# What needs to be done
Each line of the data that includes "None" must be copied.

# Record excerpts
[Start of section]

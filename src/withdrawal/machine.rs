//! Withdrawal State Machine
//!
//! Moves withdrawal requests through
//! unapproved → signed → sent → finalized (or signed → invalid).
//!
//! # Flow:
//! 1. `withdraw` debits the caller and queues an unapproved request
//! 2. The driver signs the oldest unresolved request with `nonce = sequence_number`
//! 3. The stored raw transaction is submitted until the network knows it
//! 4. Sent transactions are finalized once their receipt is in a finalized block
//!
//! Requests are processed in strict sequence order: nothing advances past
//! an unapproved or signed request. Every transition is one commit, and the
//! state read before an outbound call is checked again before committing.

use serde::Serialize;
use std::fmt;
use std::sync::Arc;
use tokio::sync::Mutex;

use crate::common::{
    log_retryable_failure, log_withdrawal_event, EventCategory, MinterError, Network,
    ValidationError,
};
use crate::fees::{FeeError, FeeEstimator};
use crate::rpc::{BlockTag, EthRpcClient, SendRawTransactionResult};
use crate::signing::SigningOrchestrator;
use crate::state::{InvariantViolation, MinterEvent, StateHandle};
use crate::transaction::UnsignedTransaction;
use crate::types::{
    Address, FeeMarket, FinalizedReceipt, Hash, HostIdentity, NewWithdrawal, RetrieveEthStatus,
    Wei, WithdrawalReceipt, WithdrawalRequest, WithdrawalStatus,
};

/// Result of one driver cycle
#[derive(Debug, Clone, Default, PartialEq, Eq)]
pub struct DriveReport {
    pub signed: usize,
    pub sent: usize,
    pub finalized: usize,
    pub invalidated: usize,
    /// Request the cycle stopped at, and why
    pub stalled: Option<(u64, String)>,
}

impl DriveReport {
    pub fn has_activity(&self) -> bool {
        self.signed > 0 || self.sent > 0 || self.finalized > 0 || self.invalidated > 0
    }
}

impl fmt::Display for DriveReport {
    fn fmt(&self, f: &mut fmt::Formatter<'_>) -> fmt::Result {
        write!(
            f,
            "{} signed, {} sent, {} finalized, {} invalidated",
            self.signed, self.sent, self.finalized, self.invalidated
        )?;
        if let Some((sequence_number, reason)) = &self.stalled {
            write!(f, " (stalled at #{}: {})", sequence_number, reason)?;
        }
        Ok(())
    }
}

/// What happened to a signed request on submission
#[derive(Debug, Clone, PartialEq, Eq)]
enum SendStep {
    Sent,
    Invalidated,
    /// Keep it signed, resend the same bytes next cycle
    Retry(String),
}

/// Answer to a diagnostic transfer
#[derive(Debug, Clone, PartialEq, Eq, Serialize)]
pub struct TestTransferResult {
    pub transaction_hash: Hash,
    pub nonce: u64,
    pub raw_transaction: String,
    pub result: SendRawTransactionResult,
}

/// Drives withdrawal requests to completion
pub struct WithdrawalDriver {
    client: EthRpcClient,
    fees: FeeEstimator,
    signer: Arc<SigningOrchestrator>,
    state: Arc<StateHandle>,
    fee_market: FeeMarket,
    min_withdrawal_amount: Wei,
    /// Held for the duration of a cycle
    cycle: Mutex<()>,
}
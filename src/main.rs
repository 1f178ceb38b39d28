//! ETH Minter launcher
//!
//! Run modes:
//!   eth-minter run [--port <port>] [--interval <secs>]  - Scanner, driver and REST API
//!   eth-minter tick                                      - One scan and driver cycle
//!   eth-minter state                                     - Print the replayed state
//!   eth-minter address                                   - Print the minter address
//!   eth-minter config                                    - Print the configuration

use eth_minter::api;
use eth_minter::common::{init_from_config, MinterConfig, Network};
use eth_minter::Minter;
use std::env;
use std::sync::Arc;
use std::time::Duration;

#[tokio::main]
async fn main() {
    let args: Vec<String> = env::args().collect();

    if args.len() < 2 {
        print_usage();
        return;
    }

    match args[1].as_str() {
        "run" => run_minter(&args[2..]).await,
        "tick" => run_tick().await,
        "state" => print_state().await,
        "address" => print_address().await,
        "config" => {
            if let Some(config) = load_config() {
                config.print_summary();
            }
        }
        "help" | "--help" | "-h" => print_usage(),
        _ => print_usage(),
    }
}

fn print_usage() {
    println!("ETH Minter - Deposit scanner, withdrawal driver and REST API");
    println!();
    println!("Usage:");
    println!("  eth-minter run [--port <port>] [--interval <secs>]  Start minter and API (default port: 8080)");
    println!("  eth-minter tick                                     Run one scan and driver cycle");
    println!("  eth-minter state                                    Print the replayed state as JSON");
    println!("  eth-minter address                                  Print the minter address");
    println!("  eth-minter config                                   Print the configuration");
    println!();
    println!("Environment Variables:");
    println!("  ETH_MINTER_NETWORK            mainnet | sepolia (default: sepolia)");
    println!("  ETH_MINTER_RPC_URL            Foreign-chain JSON-RPC endpoint");
    println!("  ETH_MINTER_SIGNER_URL         Remote threshold signing service");
    println!("  ETH_MINTER_SIGNING_KEY        Hex private key (sepolia only)");
    println!("  ETH_MINTER_HELPER_CONTRACT    Helper contract address");
    println!("  ETH_MINTER_LAST_SCRAPED_BLOCK Block before the first scanned block");
    println!("  ETH_MINTER_DB_PATH            SQLite event log (default: data/eth-minter.db)");
    println!("  ETH_MINTER_API_PORT           REST API port (default: 8080)");
    println!("  ETH_MINTER_LOG_LEVEL          trace | debug | info | warn | error");
}

/// Load and validate configuration, initializing logging
fn load_config() -> Option<MinterConfig> {
    let config = match MinterConfig::from_env() {
        Ok(config) => config,
        Err(e) => {
            eprintln!("Configuration error: {}", e);
            return None;
        }
    };

    if let Err(e) = config.validate() {
        eprintln!("Invalid configuration: {}", e);
        return None;
    }

    if let Err(e) = init_from_config(&config) {
        eprintln!("Warning: {}", e);
    }

    Some(config)
}

async fn create_minter(config: &MinterConfig) -> Option<Minter> {
    match Minter::from_config(config).await {
        Ok(minter) => Some(minter),
        Err(e) => {
            eprintln!("Failed to start minter: {}", e);
            None
        }
    }
}

/// Start the minter loops and the REST API
async fn run_minter(args: &[String]) {
    let mut config = match load_config() {
        Some(config) => config,
        None => return,
    };

    // Parse arguments
    let mut i = 0;
    while i < args.len() {
        match args[i].as_str() {
            "--port" if i + 1 < args.len() => {
                config.api_port = args[i + 1].parse().unwrap_or(config.api_port);
                i += 2;
            }
            "--interval" if i + 1 < args.len() => {
                config.poll_interval_secs = args[i + 1].parse().unwrap_or(config.poll_interval_secs);
                i += 2;
            }
            _ => i += 1,
        }
    }

    if config.network == Network::Mainnet {
        if let Err(e) = config.validate_for_production() {
            eprintln!("Refusing to start: {}", e);
            return;
        }
    }
    config.print_summary();
    println!();

    let minter = match create_minter(&config).await {
        Some(minter) => Arc::new(minter),
        None => return,
    };

    let driver = minter.clone();
    let loops = tokio::spawn(async move { driver.run().await });

    println!("Press Ctrl+C to stop");
    println!();

    tokio::select! {
        result = api::start_server(minter.clone(), config.api_port) => {
            if let Err(e) = result {
                eprintln!("API server error: {}", e);
            }
        }
        _ = tokio::signal::ctrl_c() => {
            println!("Shutting down...");
        }
    }

    minter.stop().await;
    // Loops exit after their current sleep
    let _ = tokio::time::timeout(
        Duration::from_secs(config.poll_interval_secs + 5),
        loops,
    )
    .await;
}

async fn run_tick() {
    let Some(config) = load_config() else { return };
    let Some(minter) = create_minter(&config).await else { return };

    let result = minter.tick().await;
    println!("{}", result);
}

async fn print_state() {
    let Some(config) = load_config() else { return };
    let Some(minter) = create_minter(&config).await else { return };

    let snapshot = minter.dump_state_for_debugging().await;
    match serde_json::to_string_pretty(&snapshot) {
        Ok(json) => println!("{}", json),
        Err(e) => eprintln!("Failed to encode state: {}", e),
    }
}

async fn print_address() {
    let Some(config) = load_config() else { return };
    let Some(minter) = create_minter(&config).await else { return };

    match minter.minter_address().await {
        Ok(address) => println!("{}", address),
        Err(e) => eprintln!("Failed to derive minter address: {}", e),
    }
}
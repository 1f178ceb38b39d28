//! ETH Minter
//!
//! Credits a host ledger for ETH deposited through a helper contract and
//! pays withdrawals back out with transactions signed by a threshold key.
//!
//! ## Services
//!
//! 1. **Deposit Scanner** - Reads confirmed `ReceivedEth` logs and mints
//! 2. **Withdrawal Driver** - Signs, sends and finalizes withdrawals
//! 3. **REST API** - Exposes every minter operation over HTTP
//!
//! All state transitions are recorded as events and replayed on start.

pub mod api;
pub mod common;
pub mod deposit;
pub mod fees;
pub mod minter;
pub mod rpc;
pub mod signing;
pub mod state;
pub mod storage;
pub mod transaction;
pub mod types;
pub mod withdrawal;

// Re-exports: Minter facade
pub use minter::{Minter, MinterSettings, TickResult};

// Re-exports: Infrastructure
pub use common::{MinterConfig, MinterError, Network, Result, SigningMode, ValidationError};

// Re-exports: Services
pub use deposit::{DepositScanner, ScanReport, ScannerConfig};
pub use fees::{FeeError, FeeEstimator, FeeEstimatorConfig};
pub use withdrawal::{DriveReport, TestTransferResult, WithdrawalDriver};

// Re-exports: State
pub use state::{DebugSnapshot, MinterEvent, MinterInit, MinterState, StateHandle};
pub use storage::{EventStore, MemoryEventStore, SqliteEventStore};

// Re-exports: Foreign chain
pub use rpc::{EthRpcClient, HttpTransport, RpcOutcome, RpcTransport};
pub use signing::{LocalKeySigner, RemoteSigner, SigningError, SigningOrchestrator, ThresholdSigner};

[End of section]

# Result below
            return None;
        return None;
            None
        None => return,
        None => return,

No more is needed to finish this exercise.